◆ To do
Copy the data as given. No line may be skipped.

Items from a dataset
# # #
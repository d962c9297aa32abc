//! Isolated test environment for running the treepick binary.

use std::path::{Path, PathBuf};
use std::process::{Command, Output};

use serde_json::Value;
use tempfile::TempDir;

/// Result of running a treepick CLI command
#[derive(Debug)]
pub struct TestResult {
    pub success: bool,
    pub exit_code: i32,
    pub stdout: String,
    pub stderr: String,
}

impl TestResult {
    /// Parse stdout as NDJSON, one event per non-empty line
    pub fn events(&self) -> Vec<Value> {
        self.stdout
            .lines()
            .filter(|l| !l.trim().is_empty())
            .map(|l| {
                serde_json::from_str(l)
                    .unwrap_or_else(|e| panic!("invalid NDJSON line {:?}: {}", l, e))
            })
            .collect()
    }

    /// First event named `name`
    pub fn event(&self, name: &str) -> Value {
        self.events()
            .into_iter()
            .find(|e| e["event"] == name)
            .unwrap_or_else(|| panic!("no '{}' event in:\n{}", name, self.stdout))
    }
}

/// Project and home directories that only this test sees
pub struct TestEnv {
    pub project_root: TempDir,
    pub home_dir: TempDir,
}

impl TestEnv {
    pub fn new() -> Self {
        Self {
            project_root: tempfile::tempdir().expect("Failed to create project dir"),
            home_dir: tempfile::tempdir().expect("Failed to create home dir"),
        }
    }

    /// Get path relative to project root
    pub fn project_path(&self, relative: &str) -> PathBuf {
        self.project_root.path().join(relative)
    }

    /// Run treepick from the project root
    pub fn run(&self, args: &[&str]) -> TestResult {
        self.run_with_env(args, &[])
    }

    /// Run treepick from the project root with extra env vars
    pub fn run_with_env(&self, args: &[&str], env_vars: &[(&str, &str)]) -> TestResult {
        let mut cmd = Command::new(env!("CARGO_BIN_EXE_treepick"));
        cmd.current_dir(self.project_root.path())
            .args(args)
            .with_test_home(self.home_dir.path())
            .env("NO_COLOR", "1")
            .env("TERM", "dumb")
            .env_remove("RUST_LOG")
            .env_remove("TREEPICK_VERBOSITY")
            .env_remove("TREEPICK_UNICODE")
            .env_remove("TREEPICK_INCLUDE_HIDDEN")
            .env_remove("TREEPICK_START_COLLAPSED");

        for (key, value) in env_vars {
            cmd.env(key, value);
        }

        to_result(cmd.output().expect("Failed to execute treepick"))
    }

    /// Write a file to the project directory
    pub fn write_project_file(&self, relative_path: &str, content: &str) -> PathBuf {
        let full_path = self.project_path(relative_path);
        if let Some(parent) = full_path.parent() {
            std::fs::create_dir_all(parent).expect("Failed to create directories");
        }
        std::fs::write(&full_path, content).expect("Failed to write file");
        full_path
    }

    pub fn read_project_file(&self, relative_path: &str) -> String {
        std::fs::read_to_string(self.project_path(relative_path))
            .unwrap_or_else(|e| panic!("Failed to read {}: {}", relative_path, e))
    }

    /// Selected ids stored in a selection document
    pub fn read_selection(&self, relative_path: &str) -> Vec<String> {
        let doc: Value = serde_json::from_str(&self.read_project_file(relative_path))
            .expect("selection document is not JSON");
        doc["selected"]
            .as_array()
            .expect("selection document has no 'selected' array")
            .iter()
            .map(|v| v.as_str().unwrap_or_default().to_string())
            .collect()
    }
}

impl Default for TestEnv {
    fn default() -> Self {
        Self::new()
    }
}

fn to_result(output: Output) -> TestResult {
    TestResult {
        success: output.status.success(),
        exit_code: output.status.code().unwrap_or(-1),
        stdout: String::from_utf8_lossy(&output.stdout).to_string(),
        stderr: String::from_utf8_lossy(&output.stderr).to_string(),
    }
}

/// Point every home/config lookup of the child process at `home`.
pub trait TestHomeExt {
    fn with_test_home(&mut self, home: &Path) -> &mut Self;
}

impl TestHomeExt for Command {
    fn with_test_home(&mut self, home: &Path) -> &mut Self {
        self.env("HOME", home)
            .env("USERPROFILE", home)
            .env("XDG_CONFIG_HOME", home.join(".config"))
    }
}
# # #
◆ Answer area
repository d962c9297aa32abc
//! Isolated test environment for running the treepick binary.

use std::path::{Path, PathBuf};
use std::process::{Command, Output};

use serde_json::Value;
use tempfile::TempDir;

/// Result of running a treepick CLI command
#[derive(Debug)]
pub struct TestResult {
    pub success: bool,
    pub exit_code: i32,
    pub stdout: String,
    pub stderr: String,
}

impl TestResult {
    /// Parse stdout as NDJSON, one event per non-empty line
    pub fn events(&self) -> Vec<Value> {
        self.stdout
            .lines()
            .filter(|l| !l.trim().is_empty())
            .map(|l| {
                serde_json::from_str(l)
                    .unwrap_or_else(|e| panic!("invalid NDJSON line {:?}: {}", l, e))
            })
            .collect()
    }

    /// First event named `name`
    pub fn event(&self, name: &str) -> Value {
        self.events()
            .into_iter()
            .find(|e| e["event"] == name)
            .unwrap_or_else(|| panic!("no '{}' event in:\n{}", name, self.stdout))
    }
}

/// Project and home directories that only this test sees
pub struct TestEnv {
    pub project_root: TempDir,
    pub home_dir: TempDir,
}

impl TestEnv {
    pub fn new() -> Self {
        Self {
            project_root: tempfile::tempdir().expect("Failed to create project dir"),
            home_dir: tempfile::tempdir().expect("Failed to create home dir"),
        }
    }

    /// Get path relative to project root
    pub fn project_path(&self, relative: &str) -> PathBuf {
        self.project_root.path().join(relative)
    }

    /// Run treepick from the project root
    pub fn run(&self, args: &[&str]) -> TestResult {
        self.run_with_env(args, &[])
    }

    /// Run treepick from the project root with extra env vars
    pub fn run_with_env(&self, args: &[&str], env_vars: &[(&str, &str)]) -> TestResult {
        let mut cmd = Command::new(env!("CARGO_BIN_EXE_treepick"));
        cmd.current_dir(self.project_root.path())
            .args(args)
            .with_test_home(self.home_dir.path())
            .env("NO_COLOR", "1")
            .env("TERM", "dumb")
            .env_remove("RUST_LOG")
            .env_remove("TREEPICK_VERBOSITY")
            .env_remove("TREEPICK_UNICODE")
            .env_remove("TREEPICK_INCLUDE_HIDDEN")
            .env_remove("TREEPICK_START_COLLAPSED");

        for (key, value) in env_vars {
            cmd.env(key, value);
        }

        to_result(cmd.output().expect("Failed to execute treepick"))
    }

    /// Write a file to the project directory
    pub fn write_project_file(&self, relative_path: &str, content: &str) -> PathBuf {
        let full_path = self.project_path(relative_path);
        if let Some(parent) = full_path.parent() {
            std::fs::create_dir_all(parent).expect("Failed to create directories");
        }
        std::fs::write(&full_path, content).expect("Failed to write file");
        full_path
    }

    pub fn read_project_file(&self, relative_path: &str) -> String {
        std::fs::read_to_string(self.project_path(relative_path))
            .unwrap_or_else(|e| panic!("Failed to read {}: {}", relative_path, e))
    }

    /// Selected ids stored in a selection document
    pub fn read_selection(&self, relative_path: &str) -> Vec<String> {
        let doc: Value = serde_json::from_str(&self.read_project_file(relative_path))
            .expect("selection document is not JSON");
        doc["selected"]
            .as_array()
            .expect("selection document has no 'selected' array")
            .iter()
            .map(|v| v.as_str().unwrap_or_default().to_string())
            .collect()
    }
}

impl Default for TestEnv {
    fn default() -> Self {
        Self::new()
    }
}

fn to_result(output: Output) -> TestResult {
    TestResult {
        success: output.status.success(),
        exit_code: output.status.code().unwrap_or(-1),
        stdout: String::from_utf8_lossy(&output.stdout).to_string(),
        stderr: String::from_utf8_lossy(&output.stderr).to_string(),
    }
}

/// Point every home/config lookup of the child process at `home`.
pub trait TestHomeExt {
    fn with_test_home(&mut self, home: &Path) -> &mut Self;
}

impl TestHomeExt for Command {
    fn with_test_home(&mut self, home: &Path) -> &mut Self {
        self.env("HOME", home)
            .env("USERPROFILE", home)
            .env("XDG_CONFIG_HOME", home.join(".config"))
    }
}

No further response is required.